Session Type: Poster Session A
Session Time: 1:00PM-3:00PM
Background/Purpose: Sub-optimal COVID-19 vaccine uptake by patients with autoimmune conditions is an area of concern to many rheumatologists and other providers. It is important to understand which patients are receiving vaccines and the reasons why some are not. We surveyed a large convenience sample of patients in a network of rheumatology practices to ascertain vaccine use and hesitancy.
Methods: A tablet-based, electronic survey tool was used in a network of 101 rheumatology providers with over 250,000 patients. Providers in the network employ a tablet in their office as part of routine care to collect patient survey and outcome data directly from patients on their arrival for appointments. Patients were given this tablet with surveys that included a short series of COVID-19 vaccine-related questions between September 2021 and June 2022. Patients were asked about their COVID-19 vaccine status for both primary vaccine series and vaccine booster, to provide a time estimate on when they planned to start or complete their vaccination series, and reasons that they might not receive their COVID-19 vaccine or booster. We provide a descriptive analysis of vaccine receipt and reasons for hesitancy in this group.
Results: A total of 86,540 patients provided an answer to questions about their vaccination status (Table 1). Of those, 76% reported they had been fully vaccinated with the primary series (i.e., received the first 2 COVID-19 shots or the one-dose Johnson & Johnson vaccine). Another 2% reported that they were partially vaccinated (i.e., still had one shot remaining in their primary series) and an additional 6% said they had not received their first vaccine shot yet, but planned to. The remaining 16% replied that they did not intend to get a COVID-19 vaccination at this time. Over 50% of those who were fully vaccinated had received the Pfizer vaccine, followed closely by Moderna at 41% and 6% received the one-dose Johnson & Johnson vaccine. A total of 45,760 fully-vaccinated patients were asked if they had received a supplemental COVID-19 vaccine dose (booster) and 70% replied that they had received the booster. When asked about concerns with the COVID-19 vaccine and reasons they might not get a COVID-19 booster (Table 2), most patients cited concerns about vaccine safety (34%) or side effects (25%) with the primary series. While concerns about safety (21%) and side effects (15%) were also cited as reasons for hesitancy in receiving the booster, the biggest reason cited was that they had not been told by their doctor to get an additional dose (33%).

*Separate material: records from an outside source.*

#[cfg(test)]
mod tests {
    use super::*;

    #[test]
    fn test_parse_rust_file() {
        let src = b"fn foo(x: i32) -> i32 {\n    x + 1\n}\n";
        let symbols = extract_symbols("a.rs", "rust", src).unwrap();
        assert_eq!(symbols.len(), 1);
        assert_eq!(symbols[0].name, "foo");
        assert_eq!(symbols[0].kind, SymbolKind::Function);
    }

    #[test]
    fn test_nested_symbols_promote_to_method() {
        let src = b"struct Foo;\nimpl Foo {\n    fn bar(&self) {}\n}\n";
        let symbols = extract_symbols("a.rs", "rust", src).unwrap();
        let bar = symbols.iter().find(|s| s.name == "bar").unwrap();
        assert_eq!(bar.kind, SymbolKind::Method);
    }

    #[test]
    fn test_unknown_ext_returns_none() {
        let symbols = extract_symbols("a.xyz", "unknown_lang", b"garbage").unwrap();
        assert!(symbols.is_empty());
    }

    #[test]
    fn test_python_function() {
        let src = b"def greet(name):\n    return f'hi {name}'\n";
        let symbols = extract_symbols("a.py", "python", src).unwrap();
        assert_eq!(symbols.len(), 1);
        assert_eq!(symbols[0].name, "greet");
    }

    #[test]
    fn embedding_text_is_deterministic() {
        let src = b"fn foo(x: i32) -> i32 {\n    x + 1\n}\n";
        let a = extract_symbols("a.rs", "rust", src).unwrap();
        let b = extract_symbols("a.rs", "rust", src).unwrap();
        assert_eq!(a[0].embedding_text(), b[0].embedding_text());
    }

    #[test]
    fn rust_doc_comment_is_attached_to_the_function() {
        let src = b"/// adds one to x\nfn foo(x: i32) -> i32 {\n    x + 1\n}\n";
        let symbols = extract_symbols("a.rs", "rust", src).unwrap();
        let foo = symbols.iter().find(|s| s.name == "foo").unwrap();
        assert_eq!(foo.docstring.as_deref(), Some("adds one to x"));
    }

    #[test]
    fn rust_module_doc_comment_becomes_a_module_doc_symbol() {
        let src = b"//! top-level overview\nfn foo() {}\n";
        let symbols = extract_symbols("a.rs", "rust", src).unwrap();
        let module_doc = symbols.iter().find(|s| s.kind == SymbolKind::ModuleDoc).unwrap();
        assert_eq!(module_doc.docstring.as_deref(), Some("top-level overview"));
    }

    #[test]
    fn rust_use_declaration_is_classified_as_import() {
        let src = b"use std::collections::HashMap;\nfn foo() {}\n";
        let symbols = extract_symbols("a.rs", "rust", src).unwrap();
        let import = symbols.iter().find(|s| s.kind == SymbolKind::Import).unwrap();
        assert_eq!(import.name, "use std::collections::HashMap");
    }

    #[test]
    fn python_docstring_is_attached_to_the_function() {
        let src = b"def greet(name):\n    \"\"\"says hi\"\"\"\n    return name\n";
        let symbols = extract_symbols("a.py", "python", src).unwrap();
        let greet = symbols.iter().find(|s| s.name == "greet").unwrap();
        assert_eq!(greet.docstring.as_deref(), Some("says hi"));
    }

    #[test]
    fn python_import_is_classified() {
        let src = b"import os\ndef greet():\n    pass\n";
        let symbols = extract_symbols("a.py", "python", src).unwrap();
        assert!(symbols.iter().any(|s| s.kind == SymbolKind::Import && s.name.contains("import os")));
    }
}
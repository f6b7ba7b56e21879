//! External line-matcher collaborator (§9 design note): regex/literal
//! search is delegated to a subprocess rather than reimplemented in-process,
//! the same way `main.rs`'s `Web` subcommand re-execs via
//! `std::process::Command::new(&exe)...status()` — here applied to an
//! external matcher binary instead of re-invoking ourselves.

use crate::error::{Error, Result};
use std::process::Stdio;
use std::time::Duration;
use tokio::io::AsyncReadExt;
use tokio::process::Command;

#[derive(Debug, Clone)]
pub struct MatchRecord {
    pub path: String,
    pub line: u32,
    pub snippet: String,
}

pub struct MatcherConfig {
    pub binary: String,
    pub timeout: Duration,
    pub max_results: usize,
    pub pattern_max_chars: usize,
}

impl Default for MatcherConfig {
    fn default() -> Self {
        Self {
            binary: "rg".to_string(),
            timeout: Duration::from_secs(30),
            max_results: 200,
            pattern_max_chars: 500,
        }
    }
}

fn validate_pattern(pattern: &str, cfg: &MatcherConfig) -> Result<()> {
    if pattern.is_empty() {
        return Err(Error::Pattern("empty pattern".into()));
    }
    if pattern.len() > cfg.pattern_max_chars {
        return Err(Error::Pattern(format!("pattern exceeds {} characters", cfg.pattern_max_chars)));
    }
    regex::Regex::new(pattern).map_err(|e| Error::Pattern(e.to_string()))?;
    Ok(())
}

/// Runs the external matcher with structured (`--json`-style, here
/// `--vimgrep`) output and a hard wall-clock timeout (§4.11, §7 `Timeout`).
pub async fn search(root: &std::path::Path, pattern: &str, cfg: &MatcherConfig) -> Result<Vec<MatchRecord>> {
    validate_pattern(pattern, cfg)?;

    let mut child = Command::new(&cfg.binary)
        .arg("--vimgrep")
        .arg("--max-count")
        .arg(cfg.max_results.to_string())
        .arg(pattern)
        .arg(root)
        .stdout(Stdio::piped())
        .stderr(Stdio::null())
        .spawn()
        .map_err(|e| Error::WorkerFailure(format!("failed to launch matcher: {e}")))?;

    let stdout = child.stdout.take().ok_or_else(|| Error::WorkerFailure("no stdout".into()))?;
    let mut buf = Vec::new();
    let read = tokio::time::timeout(cfg.timeout, async {
        let mut reader = stdout;
        reader.read_to_end(&mut buf).await
    })
    .await;

    match read {
        Ok(Ok(_)) => {}
        Ok(Err(e)) => return Err(Error::WorkerFailure(e.to_string())),
        Err(_) => {
            let _ = child.kill().await;
            return Err(Error::Timeout(format!("matcher exceeded {:?}", cfg.timeout)));
        }
    }
    let _ = child.wait().await;

    let text = String::from_utf8_lossy(&buf);
    Ok(parse_vimgrep(&text, cfg.max_results))
}

/// Parses ripgrep `--vimgrep` output: `path:line:col:text`.
fn parse_vimgrep(text: &str, max_results: usize) -> Vec<MatchRecord> {
    let mut out = Vec::new();
    for line in text.lines() {
        if out.len() >= max_results {
            break;
        }
        let mut parts = line.splitn(4, ':');
        let (Some(path), Some(line_no), Some(_col), Some(snippet)) =
            (parts.next(), parts.next(), parts.next(), parts.next())
        else {
            continue;
        };
        let Ok(line_no) = line_no.parse::<u32>() else { continue };
        out.push(MatchRecord { path: path.to_string(), line: line_no, snippet: snippet.to_string() });
    }
    out
}

#[cfg(test)]
mod tests {
    use super::*;

    #[test]
    fn rejects_oversized_pattern() {
        let cfg = MatcherConfig { pattern_max_chars: 10, ..Default::default() };
        let pattern = "a".repeat(11);
        assert!(validate_pattern(&pattern, &cfg).is_err());
    }

    #[test]
    fn rejects_invalid_regex() {
        let cfg = MatcherConfig::default();
        assert!(validate_pattern("(unclosed", &cfg).is_err());
    }

    #[test]
    fn accepts_plain_literal() {
        let cfg = MatcherConfig::default();
        assert!(validate_pattern("fn foo", &cfg).is_ok());
    }

    #[test]
    fn parses_vimgrep_lines() {
        let text = "src/a.rs:12:4:fn foo() {}\nsrc/b.rs:3:1:struct Bar;\n";
        let records = parse_vimgrep(text, 10);
        assert_eq!(records.len(), 2);
        assert_eq!(records[0].path, "src/a.rs");
        assert_eq!(records[0].line, 12);
    }

    #[test]
    fn respects_max_results() {
        let text = "a.rs:1:1:x\nb.rs:2:1:y\nc.rs:3:1:z\n";
        let records = parse_vimgrep(text, 2);
        assert_eq!(records.len(), 2);
    }
}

Conclusion: In a network of rheumatology practices, more than 75% reported being fully vaccinated with a primary vaccine series and 70% reported also having a supplemental COVID-19 dose (booster). Concerns about effectiveness and safety were cited as primary barriers to receiving the COVID-19 vaccine and reasons to not get the booster, while recommendation from the physician was also a big factor with the booster. Despite its wide availability and need for the COVID-19 vaccine in these patients, hesitancy about the vaccine remains a persistent concern.
To cite this abstract in AMA style:Mudano A, Xie F, Stewart P, Jackson L, Danila M, Gavigan K, Nowell W, Venkatachalam S, Curtis J. COVID-19 Vaccine Uptake and Reasons for Hesitancy in a Large Rheumatology Practice Network [abstract]. Arthritis Rheumatol. 2022; 74 (suppl 9). https://acrabstracts.org/abstract/covid-19-vaccine-uptake-and-reasons-for-hesitancy-in-a-large-rheumatology-practice-network/. Accessed December 1, 2022.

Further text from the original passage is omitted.